We all admired this.
“What’s the horse’s name?” I asked.
Gerry lit up. “Emmett. From a farm in Nova Scotia.” It was clear Gerry preferred Emmett’s company to ours. Embarrassed to reveal so much emotion, he ran his finger around the tight collar of his uniform. “Seventeen-hand chestnut,” he said in a choky voice.
“This is real food,” Paul announced. “It’s certainly not K-rations and, by cracky, she’s no international cuisine.”
“What d’you mean, international cuisine ?” said my father. The rest of the family regarded him alertly. He seemed aggressive.

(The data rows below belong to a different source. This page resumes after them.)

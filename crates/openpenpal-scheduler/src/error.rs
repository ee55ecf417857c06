use openpenpal_cache::CacheError;
use openpenpal_errors::DomainError;
use thiserror::Error;

#[derive(Debug, Error, Clone, PartialEq, Eq)]
pub enum SchedulerError {
    #[error("distributed lock could not be acquired")]
    LockNotAcquired,
    #[error("event has already been processed")]
    ReplayedEvent,
    #[error("event timestamp is outside the acceptable skew window")]
    StaleEvent,
    #[error("event signature verification failed")]
    BadSignature,
    #[error("task execution exceeded its timeout")]
    Timeout,
    #[error("scheduled task not found")]
    TaskNotFound,
    #[error("invalid cron expression: {0}")]
    BadCronExpression(String),
    #[error("cache backend error: {0}")]
    Cache(String),
    #[error("storage error: {0}")]
    Storage(String),
}

impl From<CacheError> for SchedulerError {
    fn from(err: CacheError) -> Self {
        match err {
            CacheError::Backend(msg) => SchedulerError::Cache(msg),
        }
    }
}

impl From<SchedulerError> for DomainError {
    fn from(err: SchedulerError) -> Self {
        match err {
            SchedulerError::LockNotAcquired => DomainError::LockNotAcquired,
            SchedulerError::ReplayedEvent => DomainError::ReplayedEvent,
            SchedulerError::StaleEvent => DomainError::StaleEvent,
            SchedulerError::BadSignature => DomainError::Unauthenticated,
            SchedulerError::Timeout => DomainError::TaskTimeout,
            SchedulerError::TaskNotFound => DomainError::NotFound,
            SchedulerError::BadCronExpression(detail) => DomainError::MissingField(detail),
            SchedulerError::Cache(msg) | SchedulerError::Storage(msg) => DomainError::Internal(msg),
        }
    }
}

“Let me give you an example, Harold.” Paul bounded back with startling volubility. “I was taken to a French restaurant in the city of New York with, if memory serves, a five-star rating from acknowledged experts in the field, and I don’t mean Dun-can Hines. Because there were four of us, all friends, I was able to sample each celebrated entrée, and I can report to you without prejudice that they all smelled like toilet seats. It gave me the fan-tods. I prefer a boiled dinner.”
My father seemed ostentatiously bored. I had noticed the faint ripple of cheek muscles as he violently suppressed his yawns. His boredom became so pronounced it looked like grief and was probably taken for that. I knew better. I’d heard an argument start in his bedroom with my mother before dinner in which he stated that my grandmother was being “impetuously canonized,” a claim my mother made no attempt to refute. She just called him a son of a bitch. “Ah,” said he, “the colorful household vernacular.”

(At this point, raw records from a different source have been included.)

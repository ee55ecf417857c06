//! Pre-registered platform task types. Names are stable identifiers used as
//! `ScheduledTask.task_type`; cron expressions use the 6-field `cron` crate
//! format (seconds first).

use std::str::FromStr;

use crate::error::SchedulerError;

pub struct TaskTypeDef {
    pub name: &'static str,
    pub cron_expression: &'static str,
    pub timeout_seconds: u64,
    pub max_retries: u32,
}

pub const FUTURE_LETTER_UNLOCK: TaskTypeDef = TaskTypeDef {
    name: "future_letter_unlock",
    cron_expression: "0 */10 * * * *",
    timeout_seconds: 60,
    max_retries: 3,
};

pub const AI_PENPAL_REPLY: TaskTypeDef = TaskTypeDef {
    name: "ai_penpal_reply",
    cron_expression: "0 0 */2 * * *",
    timeout_seconds: 300,
    max_retries: 2,
};

pub const LETTER_EXPIRATION_SWEEP: TaskTypeDef = TaskTypeDef {
    name: "letter_expiration_sweep",
    cron_expression: "0 0 3 * * *",
    timeout_seconds: 120,
    max_retries: 1,
};

pub const TASK_TIMEOUT_CHECK: TaskTypeDef = TaskTypeDef {
    name: "task_timeout_check",
    cron_expression: "0 0 * * * *",
    timeout_seconds: 120,
    max_retries: 1,
};

pub const ENVELOPE_SUBMISSION_CLOSE: TaskTypeDef = TaskTypeDef {
    name: "envelope_submission_close",
    cron_expression: "0 30 0 * * *",
    timeout_seconds: 120,
    max_retries: 1,
};

pub const WEEKLY_MAINTENANCE: TaskTypeDef = TaskTypeDef {
    name: "weekly_maintenance",
    cron_expression: "0 0 3 * * Sun",
    timeout_seconds: 600,
    max_retries: 0,
};

pub const DAILY_INSPIRATION: TaskTypeDef = TaskTypeDef {
    name: "daily_inspiration",
    cron_expression: "0 0 8 * * *",
    timeout_seconds: 60,
    max_retries: 2,
};

/// Rebuilds the courier leaderboards; rankings are materialized, never
/// computed inside a request handler.
pub const LEADERBOARD_REFRESH: TaskTypeDef = TaskTypeDef {
    name: "leaderboard_refresh",
    cron_expression: "0 15 * * * *",
    timeout_seconds: 120,
    max_retries: 1,
};

pub const ALL_TASK_TYPES: &[TaskTypeDef] = &[
    FUTURE_LETTER_UNLOCK,
    AI_PENPAL_REPLY,
    LETTER_EXPIRATION_SWEEP,
    TASK_TIMEOUT_CHECK,
    ENVELOPE_SUBMISSION_CLOSE,
    WEEKLY_MAINTENANCE,
    DAILY_INSPIRATION,
    LEADERBOARD_REFRESH,
];

/// Parses and validates a cron expression, surfacing this crate's error
/// type instead of the `cron` crate's.
pub fn parse_cron(expression: &str) -> Result<cron::Schedule, SchedulerError> {
    cron::Schedule::from_str(expression).map_err(|e| SchedulerError::BadCronExpression(e.to_string()))
}

/// Next fire time strictly after `after`, per the dispatcher tick.
pub fn next_fire_after(
    schedule: &cron::Schedule,
    after: chrono::DateTime<chrono::Utc>,
) -> Option<chrono::DateTime<chrono::Utc>> {
    schedule.after(&after).next()
}

#[cfg(test)]
mod tests {
    use super::*;

    #[test]
    fn every_pre_registered_cron_expression_parses() {
        for def in ALL_TASK_TYPES {
            assert!(parse_cron(def.cron_expression).is_ok(), "{} failed to parse", def.name);
        }
    }

    #[test]
    fn bad_cron_expression_is_rejected() {
        assert!(parse_cron("not a cron expression").is_err());
    }

    #[test]
    fn future_letter_unlock_fires_at_least_every_ten_minutes() {
        let schedule = parse_cron(FUTURE_LETTER_UNLOCK.cron_expression).unwrap();
        let now = chrono::Utc::now();
        let next = next_fire_after(&schedule, now).unwrap();
        assert!((next - now).num_minutes() <= 10);
    }
}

Uncle Paul began to wail at the end of the table. It was astonishing. He looked around at his family and sobbed, not bowing or covering his head and face. A theory about traditional keening may have lain behind this, perhaps giving it a somewhat academic tone that didn’t make it any less alarming.
“What’s the matter, Paul?” my mother asked softly, which only raised the volume. I’d never seen anything like this before. I was thrilled at this splendid racket. Uncle Walter stood and placed his hands on Paul’s heaving shoulders, giving them rhythmic squeezes, as the campaign medals tinkled. That seemed to calm Uncle Paul somewhat. Aunt Dorothy had begun a contrapuntal snivel, and Walter gently raised his palm for it to stop. Constance ran to the table with a glass of water, taking the position that Paul had something stuck in his throat. My mother held her cheeks, which streamed hot tears. Dorothy lowered the window, then the shade, and turned the Sunbeam fan up several notches until napkins began to flutter. Paul struggled to his feet, and Walter steered him slowly to the door as though fearing Paul would buckle.
My father jumped up and threw out an arm in Paul’s direction with startling emphasis, a mariner spotting land. “For Christ’s sake, tell him to pull himself together!” He was nearly shouting. There was something experimental in his exasperated tone.
Walter stopped, his back to us and his head bowed. He turned slowly, his head still bent, but when he was faced our way, I saw his eyes blazed.
“You would do well,” he said to my father levelly, “to mind your own business.” A terrible quiet followed.
Once Walter had steered a gasping, heaving Paul from the room, my father sat in the ensuing quiet and wiped his lips with his napkin in thought. “Exactly,” he said, as he rose and walked out of the room.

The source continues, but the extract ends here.